Mahkamah Konstitusi menjadwalkan sidang untuk perkara ini pada 17 Januari 2023. Agenda sidang ini, antara lain, pemeriksaan pendahuluan dengan mendengarkan keterangan Presiden, DPR, dan pihak terkait.
Sebelumnya, Partai Demokrasi Indonesia Perjuangan (PDI-P) memang mendorong sistem pemilu dikembalikan ke sistem proporsional tertutup. Sekretaris Jenderal PDI-P Hasto Kristiyanto, Selasa (3/1/2023), menjelaskan, partainya mendorong sistem proporsional tertutup karena peserta pemilu adalah partai politik.
PDI-P ingin mengutamakan mekanisme kaderisasi di internal. Dengan demikian, basis keterpilihan seorang anggota legislatif nantinya adalah kompetensi, bukan popularitas seperti selama ini terjadi dalam sistem proporsional daftar terbuka.
Kendati demikian, delapan dari sembilan fraksi parpol di Dewan Perwakilan Rakyat menolak wacana pengembalian sistem pemilu ke sistem proporsional tertutup. Para politisi delapan partai ini mendesak MK tetap konsisten dengan putusan sebelumnya yang mengamanatkan sistem pemilihan proporsional daftar terbuka.
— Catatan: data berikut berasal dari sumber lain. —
//! Dependency resolution: linearizes extensions so every op provider sits
//! ahead of the extensions that require or expect it.

use std::collections::{BTreeSet, HashMap};

use repl_protocol::Descriptor;
use tracing::debug;

use crate::error::ChainError;

/// Order `extensions` (given in registration order) so that for every
/// satisfied `requires`/`expects` entry the provider comes first.
///
/// Returns indices into the input. Among extensions with no outstanding
/// constraint the earliest registered is always taken next, so the result is
/// stable. An extension naming one of its own ops adds no constraint.
pub fn resolve<'a, I>(extensions: I) -> Result<Vec<usize>, ChainError>
where
    I: IntoIterator<Item = (&'a str, &'a Descriptor)>,
{
    let nodes: Vec<(&str, &Descriptor)> = extensions.into_iter().collect();

    let mut providers: HashMap<&str, usize> = HashMap::new();
    for (index, (_, descriptor)) in nodes.iter().enumerate() {
        for op in descriptor.ops() {
            providers.entry(op).or_insert(index);
        }
    }

    // prerequisites[i]: extensions that must precede i
    // dependents[i]: extensions waiting on i
    let mut prerequisites: Vec<BTreeSet<usize>> = vec![BTreeSet::new(); nodes.len()];
    let mut dependents: Vec<BTreeSet<usize>> = vec![BTreeSet::new(); nodes.len()];

    for (index, (id, descriptor)) in nodes.iter().enumerate() {
        for op in &descriptor.requires {
            let provider = providers.get(op.as_str()).copied().ok_or_else(|| {
                ChainError::MissingDependency {
                    op: op.clone(),
                    required_by: id.to_string(),
                }
            })?;
            if provider != index {
                prerequisites[index].insert(provider);
                dependents[provider].insert(index);
            }
        }
        for op in &descriptor.expects {
            match providers.get(op.as_str()) {
                Some(&provider) if provider != index => {
                    prerequisites[index].insert(provider);
                    dependents[provider].insert(index);
                }
                Some(_) => {}
                None => debug!("{id} expects op {op:?}, which no extension handles"),
            }
        }
    }

    // Kahn's algorithm with the ready set ordered by registration index.
    let mut remaining: Vec<usize> = prerequisites.iter().map(BTreeSet::len).collect();
    let mut ready: BTreeSet<usize> = (0..nodes.len()).filter(|&i| remaining[i] == 0).collect();
    let mut order = Vec::with_capacity(nodes.len());

    while let Some(next) = ready.pop_first() {
        order.push(next);
        for &dependent in &dependents[next] {
            remaining[dependent] -= 1;
            if remaining[dependent] == 0 {
                ready.insert(dependent);
            }
        }
    }

    if order.len() < nodes.len() {
        let cycle = find_cycle(&prerequisites, &remaining);
        return Err(ChainError::CyclicDependency {
            extensions: cycle.into_iter().map(|i| nodes[i].0.to_string()).collect(),
        });
    }

    Ok(order)
}

/// Extract one concrete cycle from the nodes Kahn's algorithm could not
/// place. Every such node has an unplaced prerequisite, so walking
/// prerequisites must revisit a node. Returned provider-first, starting at
/// the earliest registered member.
fn find_cycle(prerequisites: &[BTreeSet<usize>], remaining: &[usize]) -> Vec<usize> {
    let Some(start) = (0..remaining.len()).find(|&i| remaining[i] > 0) else {
        return Vec::new();
    };

    let mut path = vec![start];
    let mut current = start;
    loop {
        let Some(&previous) = prerequisites[current].iter().find(|&&p| remaining[p] > 0) else {
            return path;
        };
        if let Some(pos) = path.iter().position(|&n| n == previous) {
            let mut cycle = path.split_off(pos);
            cycle.reverse();
            if let Some(min_pos) = cycle.iter().enumerate().min_by_key(|(_, n)| **n).map(|(p, _)| p) {
                cycle.rotate_left(min_pos);
            }
            return cycle;
        }
        path.push(previous);
        current = previous;
    }
}
//! Ultra REPL: extensible request/response server for interactive
//! development tooling.
//!
//! Composes the configured extensions into a single handler chain at
//! startup and serves it over WebSocket.
//!
//! Usage:
//!   ultra-repl                          # Default port 7070
//!   ultra-repl --port 8080              # Custom port
//!   ultra-repl --no-describe            # Leave the describe op out
//!   ultra-repl --log-file               # Log to ~/.ultra-repl/logs/repl.log

use std::path::PathBuf;
use std::sync::Arc;

use anyhow::Context;
use clap::Parser;
use repl_server::Router;
use repl_services::{
    CompletionExtension, CompletionStrategies, DescribeExtension, InNsExtension, NamespaceIndex,
};
use repl_transport::{TransportConfig, TransportServer};
use tracing::info;
use tracing_subscriber::EnvFilter;

#[derive(Parser, Debug)]
#[command(name = "ultra-repl", about = "Ultra REPL Server: extensible op dispatch over WebSocket")]
struct Cli {
    /// Port to listen on (0 for OS-assigned)
    #[arg(long, default_value = "7070")]
    port: u16,

    /// Hostname to bind to
    #[arg(long, default_value = "127.0.0.1")]
    hostname: String,

    /// Maximum concurrent connections
    #[arg(long, default_value = "32")]
    max_connections: usize,

    /// Enable verbose logging
    #[arg(long)]
    verbose: bool,

    /// Write logs to a file (defaults to ~/.ultra-repl/logs/repl.log if no path given)
    #[arg(long, default_missing_value = "DEFAULT", num_args = 0..=1)]
    log_file: Option<String>,

    /// Do not register the describe extension
    #[arg(long)]
    no_describe: bool,
}

fn init_logging(cli: &Cli) -> anyhow::Result<()> {
    let filter = if cli.verbose {
        EnvFilter::new("debug")
    } else {
        EnvFilter::new("info")
    };

    let Some(log_file_arg) = &cli.log_file else {
        tracing_subscriber::fmt().with_env_filter(filter).init();
        return Ok(());
    };

    let log_path = if log_file_arg == "DEFAULT" {
        let home = std::env::var("HOME").unwrap_or_else(|_| "/tmp".into());
        PathBuf::from(home).join(".ultra-repl/logs/repl.log")
    } else {
        PathBuf::from(log_file_arg)
    };

    if let Some(parent) = log_path.parent() {
        std::fs::create_dir_all(parent)
            .with_context(|| format!("creating log directory {}", parent.display()))?;
    }

    let file = std::fs::OpenOptions::new()
        .create(true)
        .append(true)
        .open(&log_path)
        .with_context(|| format!("opening log file {}", log_path.display()))?;

    tracing_subscriber::fmt()
        .with_env_filter(filter)
        .with_writer(std::sync::Mutex::new(file))
        .with_ansi(false)
        .init();

    eprintln!("Logging to {}", log_path.display());
    Ok(())
}

fn build_router(cli: &Cli) -> anyhow::Result<Router> {
    let index = Arc::new(NamespaceIndex::core());

    let mut builder = Router::builder()
        .extension(
            "completion",
            CompletionExtension::new(index.clone(), CompletionStrategies::builtin()),
        )
        .extension("namespace", InNsExtension::new(index));

    if !cli.no_describe {
        builder = builder.extension("describe", DescribeExtension::new());
    }

    builder.build().context("composing handler chain")
}

#[tokio::main]
async fn main() -> anyhow::Result<()> {
    let cli = Cli::parse();
    init_logging(&cli)?;

    let router = build_router(&cli)?;

    println!();
    println!("╔══════════════════════════════════════════════════════════════╗");
    println!("║                      Ultra REPL Server                       ║");
    println!("╚══════════════════════════════════════════════════════════════╝");
    println!();
    println!("  Port:       {}", cli.port);
    println!("  Binding:    {}", cli.hostname);
    println!("  Chain:      {}", router.chain().order().join(" → "));
    println!();

    let transport_config = TransportConfig {
        port: cli.port,
        hostname: cli.hostname.clone(),
        max_connections: Some(cli.max_connections),
    };

    let mut transport = TransportServer::start(transport_config, router.clone())
        .await
        .map_err(|e| anyhow::anyhow!("starting transport: {e}"))?;

    println!("────────────────────────────────────────────────────────────────");
    println!();
    println!("  Server running!");
    println!();
    println!("  WebSocket endpoint:");
    println!("    ws://{}:{}/ws", cli.hostname, transport.port());
    println!();
    println!("  Press Ctrl+C to stop.");
    println!();

    tokio::signal::ctrl_c()
        .await
        .context("waiting for Ctrl+C")?;

    println!();
    println!("  Shutting down...");
    transport.stop().await;
    router.shutdown();
    info!("Server stopped");
    println!("  Server stopped.");

    Ok(())
}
Wapres Ma’ruf Amin menilai prinsip-prinsip pemilu yang jujur, adil, transparan, dan terbuka harus betul-betul dijaga. Adapun kewenangan untuk memutuskan uji materi terkait sistem pemilu terdapat di MK. Karena itu, semua pihak diharap menunggu keputusan MK yang final dan mengikat.
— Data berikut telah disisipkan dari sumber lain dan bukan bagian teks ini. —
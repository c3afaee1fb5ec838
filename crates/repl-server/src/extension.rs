//! The extension contract.
//!
//! An extension declares the ops it handles through a [`Descriptor`] and
//! processes messages given the rest of the chain as [`Next`]. It answers by
//! sending responses on the request; it returns nothing but an optional
//! error, which the chain turns into an error response at this boundary.

use std::future::Future;
use std::pin::Pin;

use repl_protocol::{Descriptor, Status};
use thiserror::Error;

use crate::chain::Next;
use crate::request::Request;

pub type BoxFuture<'a, T> = Pin<Box<dyn Future<Output = T> + Send + 'a>>;

/// Trait implemented by every extension.
pub trait Extension: Send + Sync + 'static {
    /// What this extension handles and what must be composed ahead of it.
    /// Read once at registration.
    fn descriptor(&self) -> Descriptor;

    /// Whether the chain should also pass messages for ops this extension
    /// does not handle. Such extensions must forward those with
    /// `next.run(req)`.
    fn observes_all(&self) -> bool {
        false
    }

    /// Process one message.
    fn handle(
        &self,
        req: &mut Request,
        next: Next<'_>,
    ) -> impl Future<Output = Result<(), OpError>> + Send;
}

/// Object-safe version of [`Extension`]: all refs share lifetime `'a`.
pub(crate) trait ExtensionDyn: Send + Sync {
    fn handle_dyn<'a>(
        &'a self,
        req: &'a mut Request,
        next: Next<'a>,
    ) -> BoxFuture<'a, Result<(), OpError>>;
}

impl<T: Extension> ExtensionDyn for T {
    fn handle_dyn<'a>(
        &'a self,
        req: &'a mut Request,
        next: Next<'a>,
    ) -> BoxFuture<'a, Result<(), OpError>> {
        Box::pin(self.handle(req, next))
    }
}

/// A failure inside an extension while processing one message.
///
/// Converted into a single response carrying `status` and the message as
/// `err`; never propagated past the extension that raised it.
#[derive(Debug, Clone, PartialEq, Eq, Error)]
#[error("{message}")]
pub struct OpError {
    status: Status,
    message: String,
}

impl OpError {
    /// A generic handler failure: `{done, error, handler-error}`.
    pub fn new(message: impl Into<String>) -> Self {
        Self {
            status: Status::of([Status::DONE, Status::ERROR, Status::HANDLER_ERROR]),
            message: message.into(),
        }
    }

    /// A required parameter is absent: `{done, error, missing-param}`.
    pub fn missing_param(param: &str) -> Self {
        Self {
            status: Status::of([Status::DONE, Status::ERROR, Status::MISSING_PARAM]),
            message: format!("missing required parameter: {param}"),
        }
    }

    /// Add a status token to the response this error becomes.
    pub fn with_status(mut self, token: impl Into<String>) -> Self {
        self.status.insert(token);
        self
    }

    pub fn status(&self) -> &Status {
        &self.status
    }

    pub fn message(&self) -> &str {
        &self.message
    }
}
//! In-flight message tracking for cooperative interruption.
//!
//! Every admitted message is registered under `(session, id)` with its own
//! cancellation token. `interrupt` cancels tokens; long-running handlers
//! observe them at safe points. Interruption is best-effort.

use std::sync::Arc;
use std::sync::atomic::{AtomicU64, Ordering};

use dashmap::DashMap;
use tokio_util::sync::CancellationToken;
use tracing::debug;

type Key = (Option<String>, String);

#[derive(Debug)]
struct Entry {
    seq: u64,
    token: CancellationToken,
}

/// Registry of messages that have been admitted but not finished.
#[derive(Debug, Default)]
pub struct InFlight {
    entries: DashMap<Key, Entry>,
    next_seq: AtomicU64,
}

impl InFlight {
    pub fn new() -> Self {
        Self::default()
    }

    /// Track a message until the returned guard is dropped.
    ///
    /// A client reusing an id that is still in flight replaces the earlier
    /// registration; only the newer message can then be interrupted by id.
    pub fn register(self: &Arc<Self>, session: Option<&str>, id: &str) -> InFlightGuard {
        let seq = self.next_seq.fetch_add(1, Ordering::Relaxed);
        let token = CancellationToken::new();
        let key = (session.map(str::to_owned), id.to_owned());

        let replaced = self.entries.insert(
            key.clone(),
            Entry {
                seq,
                token: token.clone(),
            },
        );
        if replaced.is_some() {
            debug!("Message id {id} re-registered while still in flight");
        }

        InFlightGuard {
            registry: Arc::clone(self),
            key,
            seq,
            token,
        }
    }

    /// Cancel the message `id` of `session`. Returns false if it is not in
    /// flight.
    pub fn interrupt(&self, session: Option<&str>, id: &str) -> bool {
        let key = (session.map(str::to_owned), id.to_owned());
        match self.entries.get(&key) {
            Some(entry) => {
                entry.token.cancel();
                debug!("Interrupted message {id}");
                true
            }
            None => false,
        }
    }

    /// Cancel every in-flight message of `session` other than `except`.
    /// Returns how many were cancelled.
    pub fn interrupt_session(&self, session: Option<&str>, except: Option<&str>) -> usize {
        let mut cancelled = 0;
        for entry in self.entries.iter() {
            let (owner, id) = entry.key();
            if owner.as_deref() == session && except != Some(id.as_str()) {
                entry.token.cancel();
                cancelled += 1;
            }
        }
        cancelled
    }

    /// Cancel everything (server shutdown).
    pub fn cancel_all(&self) -> usize {
        for entry in self.entries.iter() {
            entry.token.cancel();
        }
        self.entries.len()
    }

    /// Ids currently in flight for `session`, sorted.
    pub fn ids(&self, session: Option<&str>) -> Vec<String> {
        let mut ids: Vec<String> = self
            .entries
            .iter()
            .filter(|entry| entry.key().0.as_deref() == session)
            .map(|entry| entry.key().1.clone())
            .collect();
        ids.sort();
        ids
    }

    pub fn len(&self) -> usize {
        self.entries.len()
    }

    pub fn is_empty(&self) -> bool {
        self.entries.is_empty()
    }

    fn release(&self, key: &Key, seq: u64) {
        self.entries.remove_if(key, |_, entry| entry.seq == seq);
    }
}

/// Keeps a message registered as in flight; deregisters on drop.
#[derive(Debug)]
pub struct InFlightGuard {
    registry: Arc<InFlight>,
    key: Key,
    seq: u64,
    token: CancellationToken,
}

impl InFlightGuard {
    pub fn token(&self) -> CancellationToken {
        self.token.clone()
    }
}

impl Drop for InFlightGuard {
    fn drop(&mut self) {
        self.registry.release(&self.key, self.seq);
    }
}
//! The per-message context handed to each extension.

use std::sync::Arc;
use std::sync::atomic::{AtomicBool, Ordering};

use repl_protocol::{Message, Response, Status};
use serde_json::Value;
use tokio_util::sync::CancellationToken;

use crate::chain::HandlerChain;
use crate::extension::OpError;
use crate::interrupt::InFlight;
use crate::session::{Session, SessionStore};
use crate::sink::{ResponseSink, ResponseStream};

/// Everything an extension can see and touch while processing a message:
/// the message itself, its session, the response sink, the interruption
/// flag, and the server-wide session and in-flight registries.
pub struct Request {
    message: Message,
    session: Arc<Session>,
    sink: ResponseSink,
    interrupt: CancellationToken,
    sessions: Arc<SessionStore>,
    in_flight: Arc<InFlight>,
    chain: Arc<HandlerChain>,
    /// Set once a sink handle has left the handler call.
    detached: AtomicBool,
}

impl Request {
    pub(crate) fn new(
        message: Message,
        session: Arc<Session>,
        sink: ResponseSink,
        interrupt: CancellationToken,
        sessions: Arc<SessionStore>,
        in_flight: Arc<InFlight>,
        chain: Arc<HandlerChain>,
    ) -> Self {
        Self {
            message,
            session,
            sink,
            interrupt,
            sessions,
            in_flight,
            chain,
            detached: AtomicBool::new(false),
        }
    }

    /// A request outside any router: ephemeral session, empty registries,
    /// empty chain. Lets a single extension be driven directly.
    pub fn standalone(message: Message) -> (Self, ResponseStream) {
        let (sink, stream) = ResponseSink::channel(message.id(), message.session());
        let request = Self::new(
            message,
            Arc::new(Session::ephemeral()),
            sink,
            CancellationToken::new(),
            Arc::new(SessionStore::new()),
            Arc::new(InFlight::new()),
            Arc::new(HandlerChain::empty()),
        );
        (request, stream)
    }

    pub fn message(&self) -> &Message {
        &self.message
    }

    pub fn op(&self) -> &str {
        self.message.op()
    }

    pub fn session(&self) -> &Arc<Session> {
        &self.session
    }

    /// Id of the session the message named; `None` when it runs in an
    /// ephemeral session.
    pub fn session_id(&self) -> Option<&str> {
        if self.session.is_ephemeral() {
            None
        } else {
            Some(self.session.id())
        }
    }

    pub fn sessions(&self) -> &SessionStore {
        &self.sessions
    }

    pub fn in_flight(&self) -> &InFlight {
        &self.in_flight
    }

    /// The chain this message is running through.
    pub fn chain(&self) -> &HandlerChain {
        &self.chain
    }

    /// A string parameter the op cannot do without.
    pub fn require_str(&self, param: &str) -> Result<&str, OpError> {
        self.message
            .get_str(param)
            .ok_or_else(|| OpError::missing_param(param))
    }

    // ── Responding ──────────────────────────────────────────────────────

    /// A blank response addressed to this message.
    pub fn response(&self) -> Response {
        self.sink.response()
    }

    pub fn send(&self, response: Response) {
        self.sink.send(response);
    }

    /// Send a response carrying only the given status tokens.
    pub fn respond<I, S>(&self, tokens: I)
    where
        I: IntoIterator<Item = S>,
        S: Into<String>,
    {
        self.send(self.response().with_status(tokens));
    }

    pub fn done(&self) {
        self.respond([Status::DONE]);
    }

    /// A handle on the sink for work that outlives the handler call.
    ///
    /// The chain then no longer expects a response before the handler
    /// returns.
    pub fn sink(&self) -> ResponseSink {
        self.detached.store(true, Ordering::Relaxed);
        self.sink.clone()
    }

    /// Responses sent for this message so far.
    pub fn responses_sent(&self) -> usize {
        self.sink.sent()
    }

    pub(crate) fn is_detached(&self) -> bool {
        self.detached.load(Ordering::Relaxed)
    }

    pub(crate) fn send_error(&self, error: &OpError) {
        let mut response = self
            .response()
            .with_field("err", error.message())
            .with_field("op", Value::String(self.op().to_string()));
        response.status.extend(error.status());
        self.send(response);
    }

    // ── Interruption ────────────────────────────────────────────────────

    pub fn is_interrupted(&self) -> bool {
        self.interrupt.is_cancelled()
    }

    /// Resolves once an `interrupt` targets this message.
    pub async fn interrupted(&self) {
        self.interrupt.cancelled().await;
    }

    pub fn interrupt_token(&self) -> CancellationToken {
        self.interrupt.clone()
    }
}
”Biarkan MK memutus sesuai kewenangannya. Kalau ada orang yang enggak puas (dengan aturan di Undang-Undang dan) pengin mengubah sesuatu, salurannya di MK,” tambah Wapres.
Sebelumnya, Menteri Koordinator Bidang Politik, Hukum, dan Keamanan Mahfud MD juga enggan menyampaikan sikap pemerintah terkait usulan perubahan sistem pemilu ini. ”Biar di MK saja. Pemerintah akan menjawab MK. Ini ’kan belum sidang,” ujarnya kepada wartawan Jumat (30/12/2022).
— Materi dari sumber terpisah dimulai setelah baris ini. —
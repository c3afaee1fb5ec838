//! Response delivery for a single message.

use std::sync::Arc;
use std::sync::atomic::{AtomicUsize, Ordering};

use repl_protocol::Response;
use tokio::sync::mpsc;
use tracing::debug;

/// Sends responses for one message. Every response is stamped with the
/// message's `id` and `session`, whatever the caller put there.
#[derive(Debug, Clone)]
pub struct ResponseSink {
    id: String,
    session: Option<String>,
    tx: mpsc::UnboundedSender<Response>,
    /// Shared by every clone.
    sent: Arc<AtomicUsize>,
}

impl ResponseSink {
    /// Create a sink and the stream its responses arrive on.
    pub fn channel(id: &str, session: Option<&str>) -> (Self, ResponseStream) {
        let (tx, rx) = mpsc::unbounded_channel();
        let sink = Self {
            id: id.to_string(),
            session: session.map(str::to_owned),
            tx,
            sent: Arc::new(AtomicUsize::new(0)),
        };
        (sink, ResponseStream { rx })
    }

    /// A blank response already addressed to this message.
    pub fn response(&self) -> Response {
        Response::new(self.id.clone()).with_session(self.session.clone())
    }

    pub fn send(&self, mut response: Response) {
        response.id.clone_from(&self.id);
        response.session.clone_from(&self.session);
        self.sent.fetch_add(1, Ordering::Relaxed);
        if self.tx.send(response).is_err() {
            debug!("Response for {} dropped: receiver gone", self.id);
        }
    }

    /// Responses sent so far through this sink or any of its clones.
    pub fn sent(&self) -> usize {
        self.sent.load(Ordering::Relaxed)
    }
}

/// Responses produced for one message, in emission order. The stream ends
/// once processing has finished and every sink clone is dropped.
#[derive(Debug)]
pub struct ResponseStream {
    rx: mpsc::UnboundedReceiver<Response>,
}

impl ResponseStream {
    pub async fn next(&mut self) -> Option<Response> {
        self.rx.recv().await
    }

    /// Wait for processing to finish and return every response.
    pub async fn collect(mut self) -> Vec<Response> {
        let mut responses = Vec::new();
        while let Some(response) = self.rx.recv().await {
            responses.push(response);
        }
        responses
    }

    pub fn into_inner(self) -> mpsc::UnboundedReceiver<Response> {
        self.rx
    }
}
Dalam diskusi publik ”Pro-Kontra Sistem Proporsional Tertutup, Kamis (5/1/2023), Direktur Eksekutif Saiful Mujani Research and Consulting (SRMC) Sirojudin Abbas menyampaikan, dalam survei SRMC Agustus 2022, sebanyak 70 persen responden menginginkan anggota DPR dan DPR dipilih secara langsung, bukan oleh partai. Masyarakat merasa terwakili di DPR oleh anggota DPR, bukan oleh parpol.
Sirojudin juga menilai semestinya perdebatan sistem pemilu sudah selesai di ranah DPR dan pemerintah sebagai pembentuk undang-undang. Semestinya hal ini tidak perlu dibawa ke MK.